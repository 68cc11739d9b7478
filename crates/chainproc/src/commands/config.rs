//! Config command - configuration management.

use std::path::PathBuf;

use anyhow::Result;
use chainproc_config::{ChainprocConfig, PROJECT_CONFIG_FILE, USER_CONFIG_FILE};
use clap::{Args, Subcommand};

use super::{Context, print_json};

/// Arguments for the config command.
#[derive(Args, Debug)]
pub struct ConfigArgs {
    #[command(subcommand)]
    pub command: ConfigCommand,
}

#[derive(Subcommand, Debug)]
pub enum ConfigCommand {
    /// Show the merged configuration
    Show,

    /// Show which config files are loaded and their precedence
    Which,

    /// Show the user configuration file path
    Path,

    /// Initialize a config file with defaults
    Init {
        /// Create project-local config (./chainproc.toml) instead of user config
        #[arg(long)]
        local: bool,
    },
}

/// Run the config command.
pub fn run(args: ConfigArgs, ctx: &Context) -> Result<()> {
    match args.command {
        ConfigCommand::Show => cmd_show(ctx),
        ConfigCommand::Which => cmd_which(ctx),
        ConfigCommand::Path => cmd_path(ctx),
        ConfigCommand::Init { local } => cmd_init(ctx, local),
    }
}

fn cmd_show(ctx: &Context) -> Result<()> {
    let loaded = &ctx.loaded;
    let config = ctx.config();

    if ctx.json_output {
        return print_json(config);
    }

    let sources = loaded.loaded_from();
    if sources.is_empty() {
        println!("Config files: (none, using defaults)");
    } else {
        println!("Config files:");
        for path in sources {
            println!("  {}", path.display());
        }
    }
    println!();

    let mass_delete = config.mass_delete();
    println!("Mass delete:");
    println!("  batch_size: {}", mass_delete.batch_size);
    println!("  max_limit:  {}", mass_delete.max_limit);
    match mass_delete.deadline_secs {
        Some(secs) => println!("  deadline:   {}s", secs),
        None => println!("  deadline:   none"),
    }
    println!();

    if !config.actions.is_empty() {
        println!("Actions:");
        for (name, action) in &config.actions {
            println!("  {:<24} {} processor(s)", name, action.processors.len());
        }
        println!();
    }

    if !loaded.warnings.is_empty() {
        println!("Warnings:");
        for w in &loaded.warnings {
            println!("  ! {}", w);
        }
        println!();
    }

    if ctx.verbose {
        println!("---\nRaw config:\n");
        println!("{}", config.to_toml()?);
    }

    Ok(())
}

fn cmd_which(ctx: &Context) -> Result<()> {
    let loaded = &ctx.loaded;

    println!("Config file search order (later overrides earlier):\n");
    for source in &loaded.sources {
        let status = if source.loaded { "loaded" } else { "not found" };
        println!("  [{}] {}", status, source.path.display());
    }

    println!();
    let loaded_count = loaded.loaded_from().len();
    if loaded_count == 0 {
        println!("No config files found. Run 'chainproc config init' to create one.");
    } else {
        println!("{} config file(s) loaded.", loaded_count);
    }
    Ok(())
}

fn user_config_file(ctx: &Context) -> Result<PathBuf> {
    ctx.config_dir
        .as_ref()
        .map(|dir| dir.join(USER_CONFIG_FILE))
        .ok_or_else(|| anyhow::anyhow!("Could not determine config directory"))
}

fn cmd_path(ctx: &Context) -> Result<()> {
    println!("{}", user_config_file(ctx)?.display());
    Ok(())
}

const TEMPLATE: &str = r#"# chainproc configuration

[logging]
level = "info"
file = true

[mass_delete]
batch_size = 100
max_limit = 5000
# deadline_secs = 30

[actions.create]
processors = [
    { name = "validate_required_fields", priority = 10 },
    { name = "save_entity", priority = -10 },
]

[actions.update]
processors = [
    { name = "validate_required_fields", priority = 10 },
    { name = "save_entity", priority = -10 },
]

[actions.customize_loaded_data]
processors = [
    { name = "build_extended_associations" },
]

# [[associations]]
# owner = "Acme\\Note"
# kind = "manyToOne"
# label = "activity"
# targets = { "Acme\\Account" = "account", "Acme\\Contact" = "contact" }

[translations]
"grid.mass_action.delete.success_message" = "%count% entities have been deleted successfully"
"#;

fn cmd_init(ctx: &Context, local: bool) -> Result<()> {
    let path = if local {
        PathBuf::from(PROJECT_CONFIG_FILE)
    } else {
        let path = user_config_file(ctx)?;
        if let Some(dir) = path.parent() {
            std::fs::create_dir_all(dir)?;
        }
        path
    };

    if path.exists() {
        println!("Config file already exists: {}", path.display());
        return Ok(());
    }

    // The template must stay loadable.
    ChainprocConfig::from_toml(TEMPLATE)?.validate()?;

    std::fs::write(&path, TEMPLATE)?;
    println!("Created config file: {}", path.display());
    println!();
    println!("Next steps:");
    println!("  chainproc config show     # verify configuration");
    println!("  chainproc actions         # list processor chains");
    Ok(())
}

#[cfg(test)]
mod tests {
    use super::*;

    #[test]
    fn test_template_is_valid() {
        let config = ChainprocConfig::from_toml(TEMPLATE).unwrap();
        config.validate().unwrap();
        assert_eq!(config.actions.len(), 3);
        assert_eq!(config.mass_delete().batch_size, 100);
        assert!(config.translations.contains_key("grid.mass_action.delete.success_message"));
    }
}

———

EXERCISE BRIEF:
Retype the data in full, precisely as given.

FINISHED EXERCISE:
repository 68cc11739d9b7478
filename crates/chainproc/src/commands/config.rs
//! Config command - configuration management.

use std::path::PathBuf;

use anyhow::Result;
use chainproc_config::{ChainprocConfig, PROJECT_CONFIG_FILE, USER_CONFIG_FILE};
use clap::{Args, Subcommand};

use super::{Context, print_json};

/// Arguments for the config command.
#[derive(Args, Debug)]
pub struct ConfigArgs {
    #[command(subcommand)]
    pub command: ConfigCommand,
}

#[derive(Subcommand, Debug)]
pub enum ConfigCommand {
    /// Show the merged configuration
    Show,

    /// Show which config files are loaded and their precedence
    Which,

    /// Show the user configuration file path
    Path,

    /// Initialize a config file with defaults
    Init {
        /// Create project-local config (./chainproc.toml) instead of user config
        #[arg(long)]
        local: bool,
    },
}

/// Run the config command.
pub fn run(args: ConfigArgs, ctx: &Context) -> Result<()> {
    match args.command {
        ConfigCommand::Show => cmd_show(ctx),
        ConfigCommand::Which => cmd_which(ctx),
        ConfigCommand::Path => cmd_path(ctx),
        ConfigCommand::Init { local } => cmd_init(ctx, local),
    }
}

fn cmd_show(ctx: &Context) -> Result<()> {
    let loaded = &ctx.loaded;
    let config = ctx.config();

    if ctx.json_output {
        return print_json(config);
    }

    let sources = loaded.loaded_from();
    if sources.is_empty() {
        println!("Config files: (none, using defaults)");
    } else {
        println!("Config files:");
        for path in sources {
            println!("  {}", path.display());
        }
    }
    println!();

    let mass_delete = config.mass_delete();
    println!("Mass delete:");
    println!("  batch_size: {}", mass_delete.batch_size);
    println!("  max_limit:  {}", mass_delete.max_limit);
    match mass_delete.deadline_secs {
        Some(secs) => println!("  deadline:   {}s", secs),
        None => println!("  deadline:   none"),
    }
    println!();

    if !config.actions.is_empty() {
        println!("Actions:");
        for (name, action) in &config.actions {
            println!("  {:<24} {} processor(s)", name, action.processors.len());
        }
        println!();
    }

    if !loaded.warnings.is_empty() {
        println!("Warnings:");
        for w in &loaded.warnings {
            println!("  ! {}", w);
        }
        println!();
    }

    if ctx.verbose {
        println!("---\nRaw config:\n");
        println!("{}", config.to_toml()?);
    }

    Ok(())
}

fn cmd_which(ctx: &Context) -> Result<()> {
    let loaded = &ctx.loaded;

    println!("Config file search order (later overrides earlier):\n");
    for source in &loaded.sources {
        let status = if source.loaded { "loaded" } else { "not found" };
        println!("  [{}] {}", status, source.path.display());
    }

    println!();
    let loaded_count = loaded.loaded_from().len();
    if loaded_count == 0 {
        println!("No config files found. Run 'chainproc config init' to create one.");
    } else {
        println!("{} config file(s) loaded.", loaded_count);
    }
    Ok(())
}

fn user_config_file(ctx: &Context) -> Result<PathBuf> {
    ctx.config_dir
        .as_ref()
        .map(|dir| dir.join(USER_CONFIG_FILE))
        .ok_or_else(|| anyhow::anyhow!("Could not determine config directory"))
}

fn cmd_path(ctx: &Context) -> Result<()> {
    println!("{}", user_config_file(ctx)?.display());
    Ok(())
}

const TEMPLATE: &str = r#"# chainproc configuration

[logging]
level = "info"
file = true

[mass_delete]
batch_size = 100
max_limit = 5000
# deadline_secs = 30

[actions.create]
processors = [
    { name = "validate_required_fields", priority = 10 },
    { name = "save_entity", priority = -10 },
]

[actions.update]
processors = [
    { name = "validate_required_fields", priority = 10 },
    { name = "save_entity", priority = -10 },
]

[actions.customize_loaded_data]
processors = [
    { name = "build_extended_associations" },
]

# [[associations]]
# owner = "Acme\\Note"
# kind = "manyToOne"
# label = "activity"
# targets = { "Acme\\Account" = "account", "Acme\\Contact" = "contact" }

[translations]
"grid.mass_action.delete.success_message" = "%count% entities have been deleted successfully"
"#;

fn cmd_init(ctx: &Context, local: bool) -> Result<()> {
    let path = if local {
        PathBuf::from(PROJECT_CONFIG_FILE)
    } else {
        let path = user_config_file(ctx)?;
        if let Some(dir) = path.parent() {
            std::fs::create_dir_all(dir)?;
        }
        path
    };

    if path.exists() {
        println!("Config file already exists: {}", path.display());
        return Ok(());
    }

    // The template must stay loadable.
    ChainprocConfig::from_toml(TEMPLATE)?.validate()?;

    std::fs::write(&path, TEMPLATE)?;
    println!("Created config file: {}", path.display());
    println!();
    println!("Next steps:");
    println!("  chainproc config show     # verify configuration");
    println!("  chainproc actions         # list processor chains");
    Ok(())
}

#[cfg(test)]
mod tests {
    use super::*;

    #[test]
    fn test_template_is_valid() {
        let config = ChainprocConfig::from_toml(TEMPLATE).unwrap();
        config.validate().unwrap();
        assert_eq!(config.actions.len(), 3);
        assert_eq!(config.mass_delete().batch_size, 100);
        assert!(config.translations.contains_key("grid.mass_action.delete.success_message"));
    }
}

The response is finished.